Overview
A powerful way to help students get comfortable with Harmonize—while also building community—is to start with an introductory video discussion that connects the course to their real lives. Think of it as a “mini authentic assessment”: they introduce themselves and show how the course matters to them.
Goal
- Give students a low-stakes opportunity to practice:
- Recording a short video or screen share in Harmonize
- Watching and responding to classmates’ posts
- Ask them to tie an early course idea to their own experience, so each introduction is unique, relevant, and interesting.
Setup
- Create a Harmonize discussion assignment, e.g. “Introduce Yourself and Connect to Our Course.”
- Make it low-stakes (small points or complete/incomplete).
- Optionally enable milestones:
- Milestone 1: Post your intro by mid-week.
- Milestone 2: Reply to at least two classmates by the end of the week.
Use an authentic, course-tied prompt in the topic instructions. For example:
“Record a 1–2 minute introduction using video or a screen share. In your video, please:Tell us your name, major/program, and where you’re joining from.
- Share one real situation from your life, work, or community where you’ve already seen a connection to this course.
- Explain in your own words why this course topic matters to you or might matter in your future.
After you post, watch at least two classmates’ introductions and reply with:
- One thing you learned about them, and
- One question or follow-up related to the example they shared."
- You can tailor the “real situation” part to your discipline. For instance:
- Business / economics: “Describe a decision you or your workplace made where you think economic or business principles were at play.”
- Health / nursing: “Describe a moment where you saw health, wellness, or patient care play an important role in someone’s life.”
- STEM: “Describe a time you noticed this subject in the real world—at work, in the news, or in something you use every day.”
- Humanities / social sciences: “Describe a story, media example, or experience that changed how you think about people, culture, or society.”
- Encourage students to choose their medium (and consider disallowing text only). They can:
- Record a quick webcam video,
- Share their screen to show something about their life or example (photo, news article, project), or
- Upload an existing short video if it fits.
- Decide how public you want it to be.
- Most courses use a class-wide discussion so everyone can see each other’s stories.
- For very large sections, consider small groups so students introduce themselves in a smaller community.
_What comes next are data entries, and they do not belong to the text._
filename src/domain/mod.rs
pub mod cards;
pub mod external_apis;
pub mod models;
pub mod ui;
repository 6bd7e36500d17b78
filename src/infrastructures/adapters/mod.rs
pub mod primary;
pub mod secondary;
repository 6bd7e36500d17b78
pub mod article;
pub mod feed;
pub mod repository;
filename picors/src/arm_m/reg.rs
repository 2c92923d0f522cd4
//! Support for memory-mapped registers.

use core::cell::UnsafeCell;
use core::ptr;

/// A register whose contents can be represented as `T`.  The contents are
/// accessed using `volatile` operations only, so apparently dead loads and
/// stores are neither elided nor reordered against each other.
///
/// Memory-mapped registers are the ultimate ambient authority, and are
/// inherently shared.  Thus, registers (like cells) are mutated through a
/// shared reference `&`, and drivers never hand out `&mut` to them.
#[repr(transparent)]
pub struct Reg<T> {
    value: UnsafeCell<T>,
}

impl<T: Copy> Reg<T> {
    /// Reads the contents of the register using a volatile load.
    #[inline]
    pub fn get(&self) -> T {
        unsafe { ptr::read_volatile(self.value.get()) }
    }

    /// Replaces the contents of the register using a volatile store.
    #[inline]
    pub fn set(&self, value: T) {
        unsafe { ptr::write_volatile(self.value.get(), value) }
    }

    /// Non-atomic read-modify-write.  Only for registers that no interrupt
    /// handler touches; shared registers go through their atomic aliases.
    #[inline]
    pub fn update<F: FnOnce(T) -> T>(&self, f: F) {
        self.set(f(self.get()))
    }
}

#[cfg(test)]
mod tests {
    use super::*;

    #[test]
    fn update_is_read_then_write() {
        let r = Reg { value: UnsafeCell::new(0b1010u32) };
        r.update(|v| v | 1);
        assert_eq!(r.get(), 0b1011);
        r.set(7);
        assert_eq!(r.get(), 7);
    }
}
Because the stakes are low and the topic is personal, students can focus on learning the tools and making a meaningful connection to the course, not just “talking about themselves.”
Benefits
- By the time you assign higher-stakes presentations, students already know:
- How to create a media-rich post
- How to watch and respond to others’ presentations
- You start the course with:
- A stronger sense of community
- A clear signal that this course connects to their real lives, not just to quizzes and exams.